Report how many lines of the records below include the word "limits". Give nothing but the number.

### MATERIAL PROVIDED
=== Begin Enclosure ===

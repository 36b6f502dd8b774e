//! Quote engine
//!
//! Prices and validates a prospective transfer without submitting anything.
//! The checks run in a fixed order and stop at the first failure, which is
//! reported as data on the returned [`Quote`] rather than as an error.

use crate::provider_pool::{ProviderHandle, ProviderPool};
use crate::retry::RetryPolicy;
use bridge_types::{
	BridgeApi, BridgeApiError, BridgeApiResult, Bytes, ChainError, ChainResult,
	DepositCall, FeeBreakdown, FeeRequest, Quote, QuoteFailureReason, TransferIntent,
	TransferPlan, U256,
};
use std::future::Future;
use std::sync::Arc;
use std::time::Duration;
use tracing::{debug, info};

const TRACING_TARGET: &str = "bridge_service::quote_engine";

/// Tunables for [`QuoteEngine`]
#[derive(Debug, Clone)]
pub struct QuoteEngineConfig {
	/// Upper bound on every individual chain or bridge API read
	pub read_timeout: Duration,
	/// Deposit gas assumed when estimation reverts because the approval is not mined yet
	pub fallback_deposit_gas: u64,
	pub retry: RetryPolicy,
}

impl Default for QuoteEngineConfig {
	fn default() -> Self {
		Self {
			read_timeout: Duration::from_secs(10),
			fallback_deposit_gas: 200_000,
			retry: RetryPolicy::default(),
		}
	}
}

/// Outcome of evaluating an intent
#[derive(Debug, Clone)]
pub enum Evaluation {
	/// The transfer can proceed; the plan carries the positive quote
	Feasible(Box<TransferPlan>),
	Rejected(Quote),
}

impl Evaluation {
	pub fn quote(&self) -> &Quote {
		match self {
			Evaluation::Feasible(plan) => &plan.quote,
			Evaluation::Rejected(quote) => quote,
		}
	}

	pub fn into_quote(self) -> Quote {
		match self {
			Evaluation::Feasible(plan) => plan.quote,
			Evaluation::Rejected(quote) => quote,
		}
	}
}

struct Rejection {
	reason: QuoteFailureReason,
	message: String,
}

impl Rejection {
	fn new(reason: QuoteFailureReason, message: impl Into<String>) -> Self {
		Self {
			reason,
			message: message.into(),
		}
	}

	fn network(e: impl std::fmt::Display) -> Self {
		Self::new(QuoteFailureReason::NetworkError, e.to_string())
	}
}

impl From<BridgeApiError> for Rejection {
	fn from(e: BridgeApiError) -> Self {
		let reason = match &e {
			BridgeApiError::RouteNotSupported { .. } => QuoteFailureReason::UnsupportedRoute,
			BridgeApiError::AmountOutOfRange { .. } => QuoteFailureReason::AmountOutOfRange,
			_ => QuoteFailureReason::NetworkError,
		};
		Self::new(reason, e.to_string())
	}
}

/// Read-only pricing and feasibility checks
#[derive(Debug, Clone)]
pub struct QuoteEngine {
	bridge: Arc<dyn BridgeApi>,
	config: QuoteEngineConfig,
}

impl QuoteEngine {
	pub fn new(bridge: Arc<dyn BridgeApi>, config: QuoteEngineConfig) -> Self {
		Self { bridge, config }
	}

	pub fn config(&self) -> &QuoteEngineConfig {
		&self.config
	}

	pub fn bridge(&self) -> &Arc<dyn BridgeApi> {
		&self.bridge
	}

	/// Simulate the transfer and return a fresh quote
	pub async fn dry_run(&self, pool: &ProviderPool, intent: &TransferIntent) -> Quote {
		self.evaluate(pool, intent).await.into_quote()
	}

	/// Simulate the transfer, keeping the deposit plan when it is feasible
	pub async fn evaluate(&self, pool: &ProviderPool, intent: &TransferIntent) -> Evaluation {
		match self.plan(pool, intent).await {
			Ok(plan) => {
				info!(
					target: TRACING_TARGET,
					quote_id = %plan.quote.quote_id,
					origin = intent.origin_chain_id,
					destination = intent.destination_chain_id,
					token = %intent.token_symbol,
					output_amount = %plan.quote.output_amount,
					gas_cost = %plan.quote.fees.gas_cost,
					requires_approval = plan.quote.requires_approval,
					"Transfer is feasible"
				);
				Evaluation::Feasible(Box::new(plan))
			},
			Err(rejection) => {
				info!(
					target: TRACING_TARGET,
					origin = intent.origin_chain_id,
					destination = intent.destination_chain_id,
					token = %intent.token_symbol,
					reason = %rejection.reason,
					"Transfer cannot proceed: {}",
					rejection.message
				);
				Evaluation::Rejected(Quote::rejected(intent, rejection.reason, rejection.message))
			},
		}
	}

	async fn plan(
		&self,
		pool: &ProviderPool,
		intent: &TransferIntent,
	) -> Result<TransferPlan, Rejection> {
		// 1. Shape and registry checks, no network access
		intent
			.validate()
			.map_err(|e| Rejection::new(QuoteFailureReason::InvalidIntent, e.to_string()))?;
		let recipient = intent
			.recipient_address()
			.map_err(|e| Rejection::new(QuoteFailureReason::InvalidIntent, e.to_string()))?;

		let registry = pool.registry();
		let invalid = |e: bridge_types::RegistryError| {
			Rejection::new(QuoteFailureReason::InvalidIntent, e.to_string())
		};
		let origin_token = registry
			.resolve_token(intent.origin_chain_id, &intent.token_symbol)
			.map_err(invalid)?
			.clone();
		let destination_token = registry
			.resolve_token(intent.destination_chain_id, &intent.token_symbol)
			.map_err(invalid)?;
		let input_token = registry.bridge_token_address(&origin_token).map_err(invalid)?;
		let output_token = registry.bridge_token_address(destination_token).map_err(invalid)?;

		// 2. Connections and balance
		let unavailable = |e: bridge_types::ProviderError| {
			Rejection::new(QuoteFailureReason::ProviderUnavailable, e.to_string())
		};
		let origin = pool.get_provider(intent.origin_chain_id).map_err(unavailable)?;
		pool.get_provider(intent.destination_chain_id).map_err(unavailable)?;

		let signer = origin.client.signer_address();
		let balance = match origin_token.contract_address {
			None => {
				self.read(&origin, "native balance", origin.client.native_balance(signer))
					.await
			},
			Some(token) => {
				self.read(&origin, "token balance", origin.client.token_balance(token, signer))
					.await
			},
		}
		.map_err(Rejection::network)?;

		if balance < intent.amount {
			return Err(Rejection::new(
				QuoteFailureReason::InsufficientBalance,
				format!(
					"{} balance {} on chain {} is below the requested {}",
					origin_token.symbol, balance, intent.origin_chain_id, intent.amount
				),
			));
		}

		// 3. Route and fees
		let bridge = &self.bridge;
		let routes = self
			.config
			.retry
			.run("available-routes", move || {
				self.bridge_read(bridge.available_routes(
					intent.origin_chain_id,
					intent.destination_chain_id,
					input_token,
					output_token,
				))
			})
			.await?;
		if routes.is_empty() {
			return Err(Rejection::new(
				QuoteFailureReason::UnsupportedRoute,
				format!(
					"no {} route from chain {} to chain {}",
					intent.token_symbol, intent.origin_chain_id, intent.destination_chain_id
				),
			));
		}

		let request = FeeRequest {
			input_token,
			output_token,
			origin_chain_id: intent.origin_chain_id,
			destination_chain_id: intent.destination_chain_id,
			amount: intent.amount,
			depositor: Some(signer),
			recipient: Some(recipient),
		};
		let request = &request;
		let relay = self
			.config
			.retry
			.run("suggested-fees", move || self.bridge_read(bridge.suggested_fees(request)))
			.await?;

		if relay.is_amount_too_low {
			return Err(Rejection::new(
				QuoteFailureReason::AmountOutOfRange,
				format!("amount {} is too low to cover relay fees", intent.amount),
			));
		}
		if !relay.limits.contains(intent.amount) {
			return Err(Rejection::new(
				QuoteFailureReason::AmountOutOfRange,
				format!(
					"amount {} is outside the deposit limits {}..={}",
					intent.amount, relay.limits.min_deposit, relay.limits.max_deposit
				),
			));
		}
		if relay.output_amount.is_zero() {
			return Err(Rejection::new(
				QuoteFailureReason::AmountOutOfRange,
				"relay fees consume the entire amount",
			));
		}

		let deposit = DepositCall {
			spoke_pool: relay.spoke_pool,
			depositor: signer,
			recipient,
			input_token,
			output_token,
			input_amount: intent.amount,
			output_amount: relay.output_amount,
			destination_chain_id: intent.destination_chain_id,
			exclusive_relayer: relay.exclusive_relayer,
			quote_timestamp: relay.timestamp,
			fill_deadline: relay.fill_deadline,
			exclusivity_deadline: relay.exclusivity_deadline,
			message: Bytes::new(),
			value: if origin_token.is_native() { intent.amount } else { U256::ZERO },
		};

		// 4. Allowance and gas
		let approval_token = match origin_token.contract_address {
			Some(token) => {
				let allowance = self
					.read(
						&origin,
						"allowance",
						origin.client.allowance(token, signer, relay.spoke_pool),
					)
					.await
					.map_err(Rejection::network)?;
				(allowance < intent.amount).then_some(token)
			},
			None => None,
		};

		let gas_price = self
			.read(&origin, "gas price", origin.client.gas_price())
			.await
			.map_err(Rejection::network)?;

		let approval_gas = match approval_token {
			Some(token) => self
				.read(
					&origin,
					"approval gas estimate",
					origin.client.estimate_approval_gas(token, relay.spoke_pool, intent.amount),
				)
				.await
				.map_err(Rejection::network)?,
			None => 0,
		};

		let deposit_gas = match self
			.read(&origin, "deposit gas estimate", origin.client.estimate_deposit_gas(&deposit))
			.await
		{
			Ok(gas) => gas,
			Err(ChainError::Reverted { .. }) if approval_token.is_some() => {
				debug!(
					target: TRACING_TARGET,
					chain_id = intent.origin_chain_id,
					fallback = self.config.fallback_deposit_gas,
					"Deposit estimate reverted pending approval, using fallback gas"
				);
				self.config.fallback_deposit_gas
			},
			Err(e @ ChainError::Reverted { .. }) => {
				return Err(Rejection::new(
					QuoteFailureReason::UnsupportedRoute,
					format!("deposit simulation reverted: {e}"),
				));
			},
			Err(e) => return Err(Rejection::network(e)),
		};

		let gas_units = approval_gas.saturating_add(deposit_gas);
		let gas_cost = U256::from(gas_units).saturating_mul(U256::from(gas_price));

		let native_balance = match origin_token.contract_address {
			None => balance,
			Some(_) => self
				.read(&origin, "native balance", origin.client.native_balance(signer))
				.await
				.map_err(Rejection::network)?,
		};
		let native_required = gas_cost.saturating_add(deposit.value);
		if native_balance < native_required {
			return Err(Rejection::new(
				QuoteFailureReason::InsufficientBalance,
				format!(
					"native balance {} on chain {} cannot cover {} (gas {} + value {})",
					native_balance, intent.origin_chain_id, native_required, gas_cost, deposit.value
				),
			));
		}

		// 5. Positive quote
		let fees = FeeBreakdown {
			relay_fee: relay.relayer_capital_fee.saturating_add(relay.relayer_gas_fee),
			protocol_fee: relay.lp_fee,
			gas_cost,
			gas_price,
			gas_units,
		};
		let quote = Quote::feasible(
			intent,
			relay.quote_id.clone(),
			fees,
			relay.output_amount,
			relay.estimated_fill_time_seconds,
			approval_token.is_some(),
		);

		Ok(TransferPlan {
			intent: intent.clone(),
			origin_token,
			approval_token,
			deposit,
			quote,
		})
	}

	/// Bound a chain read by the configured timeout
	async fn read<T>(
		&self,
		handle: &ProviderHandle,
		operation: &str,
		call: impl Future<Output = ChainResult<T>>,
	) -> ChainResult<T> {
		tokio::time::timeout(self.config.read_timeout, call)
			.await
			.map_err(|_| ChainError::timeout(handle.chain_id, operation, self.timeout_ms()))?
	}

	/// Bound one bridge API attempt by the configured timeout
	async fn bridge_read<T>(
		&self,
		call: impl Future<Output = BridgeApiResult<T>>,
	) -> BridgeApiResult<T> {
		tokio::time::timeout(self.config.read_timeout, call)
			.await
			.map_err(|_| BridgeApiError::Timeout {
				timeout_ms: self.timeout_ms(),
			})?
	}

	fn timeout_ms(&self) -> u64 {
		u64::try_from(self.config.read_timeout.as_millis()).unwrap_or(u64::MAX)
	}
}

=== End Enclosure ===

### EXERCISE RESPONSE
3